In part, Hart theorizes, it’s because the American story of World War II is such a powerful national narrative. The United States, that narrative says, helped save the world. Rocked by Pearl Harbor, Americans stepped up to turn the tide for the Allies and thus solidified their nation’s place as a global superpower. That narrative doesn’t have much room for the relatively small, but significant, number of Americans who were rooting for the other side.
“It’s always been uncomfortable in this country to talk about isolationism, though the ideas are still out there,” he says, “It’s part of the American mythology. We want to remember ourselves as always having been on the right side in this war.”
It was also possible for those who had participated in Nazi-sympathetic groups to later cloak their beliefs in the Cold War’s anti-communist push — a dynamic that had in fact driven some of them to fascism in the first place, as it seemed “tougher on communism than democracy is,” as Hart puts it. (One survey he cites found that in 1938, more Americans thought that communism was worse than fascism than vice versa.) Such people could truthfully insist that they’d always been anti-communist without revealing that they’d been fascists, and their fellow Americans were still so worried about communism that they might not press the matter.
“We still don’t totally know the scope of this,” he adds, noting that some important documents are still classified.
Plenty of the story’s beats have modern counterparts. For example, the Foreign Agents Registration Act that ensnared Paul Manafort was a product of that time. Hart’s book also covers controversy over whether those with extreme political views should be allowed to speak on college campuses, a debate that still rages today.

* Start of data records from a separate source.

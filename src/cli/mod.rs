//! CLI command handlers
//!
//! Bridges clap argument parsing with the service layer.

pub mod auth;

pub use auth::{handle_login, handle_logout, handle_signup, handle_whoami, LoginArgs, SignupArgs};
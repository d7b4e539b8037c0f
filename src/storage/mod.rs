//! Storage layer for satang
//!
//! JSON file storage with atomic writes for the two pieces of persistent
//! state: the account store and the session file. The session ledger itself
//! is deliberately never persisted here.

pub mod file_io;
pub mod session;
pub mod users;

pub use file_io::{read_json, write_json_atomic};
pub use session::SessionStore;
pub use users::UserRepository;

use crate::audit::{AuditEntry, AuditLogger, EntityType, Operation};
use crate::config::paths::SatangPaths;
use crate::error::SatangError;

/// Main storage coordinator that provides access to all repositories
pub struct Storage {
    paths: SatangPaths,
    pub users: UserRepository,
    pub session: SessionStore,
    audit: AuditLogger,
}

impl Storage {
    /// Create a new Storage instance
    pub fn new(paths: SatangPaths) -> Result<Self, SatangError> {
        // Ensure directories exist
        paths.ensure_directories()?;

        Ok(Self {
            users: UserRepository::new(paths.users_file()),
            session: SessionStore::new(paths.session_file()),
            audit: AuditLogger::new(paths.audit_log()),
            paths,
        })
    }

    /// Get the paths configuration
    pub fn paths(&self) -> &SatangPaths {
        &self.paths
    }

    /// Load all persistent data from disk
    pub fn load_all(&mut self) -> Result<(), SatangError> {
        self.users.load()?;
        Ok(())
    }

    /// Save all persistent data to disk
    pub fn save_all(&self) -> Result<(), SatangError> {
        self.users.save()?;
        Ok(())
    }

    /// Append an audit entry
    pub fn log_event(
        &self,
        operation: Operation,
        entity_type: EntityType,
        entity_id: impl Into<String>,
        detail: Option<String>,
    ) -> Result<(), SatangError> {
        self.audit
            .log(&AuditEntry::new(operation, entity_type, entity_id, detail))
    }

    /// Read back the audit trail
    pub fn audit_log(&self) -> &AuditLogger {
        &self.audit
    }
}

#[cfg(test)]
mod tests {
    use super::*;
    use tempfile::TempDir;

    #[test]
    fn test_storage_creation() {
        let temp_dir = TempDir::new().unwrap();
        let paths = SatangPaths::with_base_dir(temp_dir.path().to_path_buf());
        let mut storage = Storage::new(paths).unwrap();
        storage.load_all().unwrap();

        assert!(temp_dir.path().join("data").exists());
        assert!(temp_dir.path().join("exports").exists());
        assert_eq!(storage.users.count().unwrap(), 0);
    }

    #[test]
    fn test_log_event_appends() {
        let temp_dir = TempDir::new().unwrap();
        let paths = SatangPaths::with_base_dir(temp_dir.path().to_path_buf());
        let storage = Storage::new(paths).unwrap();

        storage
            .log_event(Operation::Login, EntityType::User, "usr-1", None)
            .unwrap();

        let entries = storage.audit_log().read_all().unwrap();
        assert_eq!(entries.len(), 1);
        assert_eq!(entries[0].operation, Operation::Login);
    }
}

The most interesting parallel to Hart himself is that between the type of social-media misinformation campaigns that popped up around the 2016 election and the use of propaganda by Nazi agents in the United States. (In one remarkable incident, a German agent and a sympathetic congressional aide were able to take advantage of franking privileges — free mailing services available for Congressional communication with constituents — to distribute a massive amount of official-looking propaganda.) In both cases, one major goal of those involved was simply to create a situation in which Americans weren’t sure what to believe. The takeaway, he says, is that the effect of unreliable news may be more important than the actual content of those stories.

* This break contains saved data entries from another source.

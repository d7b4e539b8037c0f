//! User repository for JSON storage
//!
//! Manages loading and saving account records to users.json. Emails are the
//! lookup key and must be unique within the store; comparisons are
//! case-insensitive.

use std::collections::HashMap;
use std::path::PathBuf;
use std::sync::RwLock;

use crate::error::SatangError;
use crate::models::{UserId, UserRecord};

use super::file_io::{read_json, write_json_atomic};

/// Serializable user store structure
#[derive(Debug, Clone, Default, serde::Serialize, serde::Deserialize)]
struct UserData {
    users: Vec<UserRecord>,
}

/// Repository for user account persistence
pub struct UserRepository {
    path: PathBuf,
    /// Keyed by lowercased email
    data: RwLock<HashMap<String, UserRecord>>,
}

impl UserRepository {
    /// Create a new user repository
    pub fn new(path: PathBuf) -> Self {
        Self {
            path,
            data: RwLock::new(HashMap::new()),
        }
    }

    /// Load user records from disk
    pub fn load(&self) -> Result<(), SatangError> {
        let file_data: UserData = read_json(&self.path)?;

        let mut data = self
            .data
            .write()
            .map_err(|e| SatangError::Storage(format!("Failed to acquire write lock: {}", e)))?;

        data.clear();
        for record in file_data.users {
            data.insert(record.email.to_lowercase(), record);
        }

        Ok(())
    }

    /// Save user records to disk
    pub fn save(&self) -> Result<(), SatangError> {
        let data = self
            .data
            .read()
            .map_err(|e| SatangError::Storage(format!("Failed to acquire read lock: {}", e)))?;

        let mut users: Vec<UserRecord> = data.values().cloned().collect();
        users.sort_by(|a, b| a.created_at.cmp(&b.created_at));

        let file_data = UserData { users };
        write_json_atomic(&self.path, &file_data)
    }

    /// Find a user record by email (case-insensitive)
    pub fn find_by_email(&self, email: &str) -> Result<Option<UserRecord>, SatangError> {
        let data = self
            .data
            .read()
            .map_err(|e| SatangError::Storage(format!("Failed to acquire read lock: {}", e)))?;

        Ok(data.get(&email.trim().to_lowercase()).cloned())
    }

    /// Find a user record by id
    pub fn find_by_id(&self, id: UserId) -> Result<Option<UserRecord>, SatangError> {
        let data = self
            .data
            .read()
            .map_err(|e| SatangError::Storage(format!("Failed to acquire read lock: {}", e)))?;

        Ok(data.values().find(|r| r.id == id).cloned())
    }

    /// Insert a new user record; fails if the email is already taken
    pub fn insert(&self, record: UserRecord) -> Result<(), SatangError> {
        let mut data = self
            .data
            .write()
            .map_err(|e| SatangError::Storage(format!("Failed to acquire write lock: {}", e)))?;

        let key = record.email.to_lowercase();
        if data.contains_key(&key) {
            return Err(SatangError::user_exists(record.email));
        }

        data.insert(key, record);
        Ok(())
    }

    /// Count stored user records
    pub fn count(&self) -> Result<usize, SatangError> {
        let data = self
            .data
            .read()
            .map_err(|e| SatangError::Storage(format!("Failed to acquire read lock: {}", e)))?;

        Ok(data.len())
    }
}

#[cfg(test)]
mod tests {
    use super::*;
    use tempfile::TempDir;

    fn create_test_repo() -> (TempDir, UserRepository) {
        let temp_dir = TempDir::new().unwrap();
        let path = temp_dir.path().join("users.json");
        let repo = UserRepository::new(path);
        (temp_dir, repo)
    }

    #[test]
    fn test_empty_load() {
        let (_temp_dir, repo) = create_test_repo();
        repo.load().unwrap();
        assert_eq!(repo.count().unwrap(), 0);
    }

    #[test]
    fn test_insert_and_find() {
        let (_temp_dir, repo) = create_test_repo();
        repo.load().unwrap();

        let record = UserRecord::new("Mali", "mali@example.com", "$argon2id$stub");
        let id = record.id;
        repo.insert(record).unwrap();

        let found = repo.find_by_email("mali@example.com").unwrap().unwrap();
        assert_eq!(found.id, id);
        assert_eq!(found.name, "Mali");

        let by_id = repo.find_by_id(id).unwrap().unwrap();
        assert_eq!(by_id.email, "mali@example.com");
    }

    #[test]
    fn test_email_lookup_case_insensitive() {
        let (_temp_dir, repo) = create_test_repo();
        repo.load().unwrap();

        repo.insert(UserRecord::new("Mali", "Mali@Example.com", "h"))
            .unwrap();

        assert!(repo.find_by_email("mali@example.com").unwrap().is_some());
        assert!(repo.find_by_email("  MALI@EXAMPLE.COM ").unwrap().is_some());
    }

    #[test]
    fn test_duplicate_email_rejected() {
        let (_temp_dir, repo) = create_test_repo();
        repo.load().unwrap();

        repo.insert(UserRecord::new("Mali", "mali@example.com", "h"))
            .unwrap();

        let err = repo
            .insert(UserRecord::new("Other", "MALI@example.com", "h"))
            .unwrap_err();
        assert!(matches!(err, SatangError::Duplicate { .. }));
        assert_eq!(repo.count().unwrap(), 1);
    }

    #[test]
    fn test_save_and_reload() {
        let (temp_dir, repo) = create_test_repo();
        repo.load().unwrap();

        let record = UserRecord::new("Mali", "mali@example.com", "$argon2id$stub");
        let id = record.id;
        repo.insert(record).unwrap();
        repo.save().unwrap();

        let path = temp_dir.path().join("users.json");
        let repo2 = UserRepository::new(path);
        repo2.load().unwrap();

        assert_eq!(repo2.count().unwrap(), 1);
        let found = repo2.find_by_email("mali@example.com").unwrap().unwrap();
        assert_eq!(found.id, id);
        assert_eq!(found.password_hash, "$argon2id$stub");
    }

    #[test]
    fn test_missing_user() {
        let (_temp_dir, repo) = create_test_repo();
        repo.load().unwrap();

        assert!(repo.find_by_email("nobody@example.com").unwrap().is_none());
    }
}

“They weren’t trying to push the U.S. into an alliance with Nazi Germany. They see that as outlandish, though they would have loved it. What they want to do is confuse American public opinion. That’s what we’re seeing coming back in the era of social media,” he explains. “Confusion means there’s no public will to do anything and in a democracy we rely on the public will to take action.”

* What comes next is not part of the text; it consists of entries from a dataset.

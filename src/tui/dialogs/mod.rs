//! TUI modal dialogs

pub mod goal;
pub mod transaction;

pub use goal::{GoalField, GoalFormState};
pub use transaction::{TransactionField, TransactionFormState};
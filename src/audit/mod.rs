//! Audit logging system
//!
//! Append-only JSONL log of auth events and ledger mutations. This is the
//! application's activity trail: every signup, login, logout, recorded
//! transaction, created goal, and export lands here with a timestamp.

pub mod entry;
pub mod logger;

pub use entry::{AuditEntry, EntityType, Operation};
pub use logger::AuditLogger;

But perhaps the biggest reason why it’s possible for the U.S. to have forgotten about this history is that its worst potential — a sympathetic politician reaching the highest levels of power on an isolationist platform — was never realized.
“The real threat here, which the U.S. was fortunate to avoid, was a figure like Charles Lindbergh managing to bring all these groups together in time for an election,” Hart says. “The timing just never really worked out for that, fortunately.”